On the confines of Flushing stands a house about two hundred feet from the road, and surrounded on three sides by a high hedge of arbor-vita. At the front is a court-yard, and what was once a stately entrance, with a carriage-drive round a circle, and a number of noble forest-trees; but the grass has covered the carriage-road, weeds have choked the lawn, and the trees spread their scraggy branches untrimmed and uncared for. The dwelling is large, and has a deep piazza along the entire front; it gives every outward appearance of comfort, but no family has occupied it more than two consecutive months for many years. The house is haunted.
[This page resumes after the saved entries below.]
impl AssociationArgs {
  /// Check that the fields the action needs are present.
  fn into_association(self, tool: &'static str) -> Result<Association, DispatchError> {
    let require = |value: Option<u64>, argument: &'static str| {
      value.ok_or(DispatchError::MissingArgument { tool, argument })
    };

    Ok(match self.action {
      AssociationAction::Create => Association::Create {
        from_item_id: require(self.from_item_id, "from_item_id")?,
        to_item_id: require(self.to_item_id, "to_item_id")?,
        kind: self.association_type,
      },
      AssociationAction::Get => Association::Get {
        item_id: require(self.from_item_id, "from_item_id")?,
      },
      AssociationAction::Delete => Association::Delete {
        association_id: require(self.association_id, "association_id")?,
      },
    })
  }
}

#[derive(Debug, Clone, PartialEq, Deserialize)]
#[serde(deny_unknown_fields)]
pub struct HierarchyArgs {
  pub tracker_id: u64,
  #[serde(default = "default_max_depth")]
  pub max_depth: u32,
}

#[derive(Debug, Clone, PartialEq, Deserialize)]
#[serde(deny_unknown_fields)]
pub struct ConvertWikiArgs {
  pub project_id: u64,
  pub wiki_content: String,
}

#[derive(Debug, Clone, PartialEq, Deserialize)]
#[serde(deny_unknown_fields)]
pub struct ClearCacheArgs {
  #[serde(default)]
  pub pattern: Option<String>,
}

#[derive(Debug, Clone, PartialEq, Deserialize)]
#[serde(deny_unknown_fields)]
pub struct NoArgs {}

/// A validated tool invocation.
#[derive(Debug, Clone, PartialEq)]
pub enum ToolCall {
  ListProjects(ListProjectsArgs),
  QueryItems(QueryItemsArgs),
  GetProjectComplete(ProjectCompleteArgs),
  GetTrackerComplete(TrackerCompleteArgs),
  GetItemsBatch(ItemsBatchArgs),
  GetItemWithContext(ItemContextArgs),
  CreateItem(CreateItemArgs),
  UpdateItem(UpdateItemArgs),
  BulkUpdateItems(BulkUpdateArgs),
  ManageAssociations(Association),
  GetHierarchyTree(HierarchyArgs),
  ConvertWiki(ConvertWikiArgs),
  GetStats,
  ClearCache(ClearCacheArgs),
}

impl ToolCall {
  /// Resolve a tool by name or alias and validate its arguments.
  ///
  /// `null` arguments are treated as an empty object.
  pub fn parse(name: &str, arguments: Value) -> Result<Self, DispatchError> {
    let Some(tool) = find_tool(name) else {
      return Err(DispatchError::UnknownTool {
        name: name.to_string(),
        suggestions: get_suggestions(name).iter().take(3).map(|t| t.name).collect(),
      });
    };
    let arguments = match arguments {
      Value::Null => Value::Object(Map::new()),
      other => other,
    };
    let tool = tool.name;

    Ok(match tool {
      "codebeamer_list_projects" => ToolCall::ListProjects(args(tool, arguments)?),
      "codebeamer_query_items" => ToolCall::QueryItems(args(tool, arguments)?),
      "codebeamer_get_project_complete" => ToolCall::GetProjectComplete(args(tool, arguments)?),
      "codebeamer_get_tracker_complete" => ToolCall::GetTrackerComplete(args(tool, arguments)?),
      "codebeamer_get_items_batch" => ToolCall::GetItemsBatch(args(tool, arguments)?),
      "codebeamer_get_item_with_context" => ToolCall::GetItemWithContext(args(tool, arguments)?),
      "codebeamer_create_item" => ToolCall::CreateItem(args(tool, arguments)?),
      "codebeamer_update_item" => ToolCall::UpdateItem(args(tool, arguments)?),
      "codebeamer_bulk_update_items" => ToolCall::BulkUpdateItems(args(tool, arguments)?),
      "codebeamer_manage_associations" => ToolCall::ManageAssociations(
        args::<AssociationArgs>(tool, arguments)?.into_association(tool)?,
      ),
      "codebeamer_get_hierarchy_tree" => ToolCall::GetHierarchyTree(args(tool, arguments)?),
      "codebeamer_convert_wiki" => ToolCall::ConvertWiki(args(tool, arguments)?),
      "codebeamer_get_stats" => {
        args::<NoArgs>(tool, arguments)?;
        ToolCall::GetStats
      }
      "codebeamer_clear_cache" => ToolCall::ClearCache(args(tool, arguments)?),
      _ => {
        return Err(DispatchError::UnknownTool {
          name: name.to_string(),
          suggestions: Vec::new(),
        })
      }
    })
  }
}

fn args<T: DeserializeOwned>(tool: &'static str, arguments: Value) -> Result<T, DispatchError> {
  serde_json::from_value(arguments).map_err(|e| DispatchError::InvalidArguments {
    tool,
    reason: e.to_string(),
  })
}

// ============================================================================
// Dispatch
// ============================================================================

/// Run a validated call against the client and render its result.
///
/// Failed API calls are rendered as their structured error object.
pub async fn dispatch<T: Transport>(client: &SmartClient<T>, call: ToolCall) -> Value {
  match call {
    ToolCall::ListProjects(a) => api(client.list_projects(a.page, a.page_size, a.use_cache).await),
    ToolCall::QueryItems(a) => render(&client.query_items(&a.filter(), &a.options()).await),
    ToolCall::GetProjectComplete(a) => {
      let scope = ProjectScope {
        trackers: a.include_trackers,
        items: a.include_items,
        wiki: a.include_wiki,
      };
      render(&client.get_project_complete(a.project_id, scope).await)
    }
    ToolCall::GetTrackerComplete(a) => {
      let scope = TrackerScope {
        items: a.include_items,
        fields_metadata: a.include_fields_metadata,
        max_items: a.max_items,
      };
      render(&client.get_tracker_complete(a.tracker_id, scope).await)
    }
    ToolCall::GetItemsBatch(a) => match client.get_items_batch(&a.item_ids, &a.fields).await {
      Ok(items) => Value::Array(items),
      Err(error) => render(&error),
    },
    ToolCall::GetItemWithContext(a) => {
      let scope = ContextScope {
        children: a.include_children,
        relations: a.include_relations,
        parent: a.include_parent,
      };
      render(&client.get_item_with_context(a.item_id, scope).await)
    }
    ToolCall::CreateItem(a) => {
      let item = NewItem {
        tracker_id: a.tracker_id,
        summary: a.summary,
        description: a.description,
        fields: a.fields,
        parent_id: a.parent_id,
      };
      api(client.create_item(&item).await)
    }
    ToolCall::UpdateItem(a) => api(client.update_item(a.item_id, a.fields, a.clear_cache).await),
    ToolCall::BulkUpdateItems(a) => api(client.bulk_update_items(&a.updates).await),
    ToolCall::ManageAssociations(action) => api(client.manage_associations(&action).await),
    ToolCall::GetHierarchyTree(a) => {
      render(&client.get_hierarchy_tree(a.tracker_id, a.max_depth).await)
    }
    ToolCall::ConvertWiki(a) => {
      match client.convert_wiki_to_html(a.project_id, &a.wiki_content).await {
        Ok(html) => json!({ "html": html }),
        Err(error) => render(&error),
      }
    }
    ToolCall::GetStats => render(&client.stats()),
    ToolCall::ClearCache(a) => {
      let removed = client.clear_cache(a.pattern.as_deref());
      let message = match &a.pattern {
        Some(pattern) => format!("Cache cleared for pattern: {}", pattern),
        None => "Cache cleared".to_string(),
      };
      json!({ "message": message, "removed": removed })
    }
  }
}

/// Parse, validate and run one tool invocation.
///
/// Caller mistakes come back as `{"error", "tool", "arguments"}`.
pub async fn handle<T: Transport>(client: &SmartClient<T>, name: &str, arguments: Value) -> Value {
  info!(tool = name, "Tool call");
  match ToolCall::parse(name, arguments.clone()) {
    Ok(call) => dispatch(client, call).await,
    Err(error) => {
      warn!(tool = name, %error, "Rejected tool call");
      let mut envelope = json!({
        "error": error.to_string(),
        "tool": name,
        "arguments": arguments,
      });
      if let DispatchError::UnknownTool { suggestions, .. } = &error {
        if !suggestions.is_empty() {
          envelope["suggestions"] = json!(suggestions);
        }
      }
      envelope
    }
  }
}

fn api(result: crate::codebeamer::ApiResult) -> Value {
  match result {
    Ok(value) => value,
    Err(error) => render(&error),
  }
}

fn render<S: Serialize>(value: &S) -> Value {
  serde_json::to_value(value).unwrap_or_else(|e| json!({ "error": e.to_string() }))
}

// ============================================================================
// Schemas
// ============================================================================

fn int_array(description: &str) -> Value {
  json!({ "type": "array", "items": { "type": "integer" }, "description": description })
}

fn string_array(description: &str) -> Value {
  json!({ "type": "array", "items": { "type": "string" }, "description": description })
}

fn list_projects_schema() -> Value {
  json!({
    "type": "object",
    "properties": {
      "page": { "type": "integer", "default": 1, "description": "Page number (1-indexed)" },
      "page_size": { "type": "integer", "default": 100, "description": "Projects per page (1-500)" },
      "use_cache": { "type": "boolean", "default": true }
    }
  })
}

fn query_items_schema() -> Value {
  json!({
    "type": "object",
    "properties": {
      "project_ids": int_array("Filter by project ids"),
      "tracker_ids": int_array("Filter by tracker ids"),
      "tracker_names": string_array("Filter by tracker names, e.g. ['Bugs', 'Tasks']"),
      "item_types": string_array("Filter by item types, e.g. ['Bug', 'Task']"),
      "statuses": string_array("Filter by statuses, e.g. ['Open', 'In Progress']"),
      "custom_filters": {
        "type": "object",
        "description": "Field filters, e.g. {'priority': 'High', 'assignee.name': ['Ann', 'Bo']}"
      },
      "include_fields": string_array("Reduce each item to these fields (fetched in one batch)"),
      "max_results": { "type": "integer", "default": 100 },
      "use_cache": { "type": "boolean", "default": true }
    }
  })
}
//! Response caching for read calls.
//!
//! This module is independent of the remote API:
//! - Entries are keyed by a stable digest of the request (`QueryKey`)
//! - Each entry expires after its own TTL and is evicted on the next lookup
//! - Targeted eviction matches a substring of the rendered request identity
//! - `CacheLayer` puts the rate limiter in front of every network fetch

mod layer;
mod storage;
mod traits;

pub use layer::CacheLayer;
pub use traits::{CachePolicy, QueryKey};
Many years ago an old French lady owned the place, and she had one daughter-a beauty, of course —given to falling in love, equally of course, or she would not have been French-and somewhat undutiful, as the sequel will show. The mother, according to the ordinary Parisian habit, wished to make a good match for her daughter; the latter, according to the universal female habit, wished to select a handsome husband for herself; the mother offered a wealthy and highly respectable "mentor, guide, and friend" of sixty; the young lady chose a dashing,

devil-may-care lover of twenty-five. The parent dismissed the latter, the daughter dismissed the former; the mother threatened to anathematize if she was not obeyed, and, being disobeyed, did something of the kind—what, among gentlemen, would be called "tall swearing." The daughter, who had learned the habits of American children, consented to an elopement with her lover; the time was set, the hour arrived.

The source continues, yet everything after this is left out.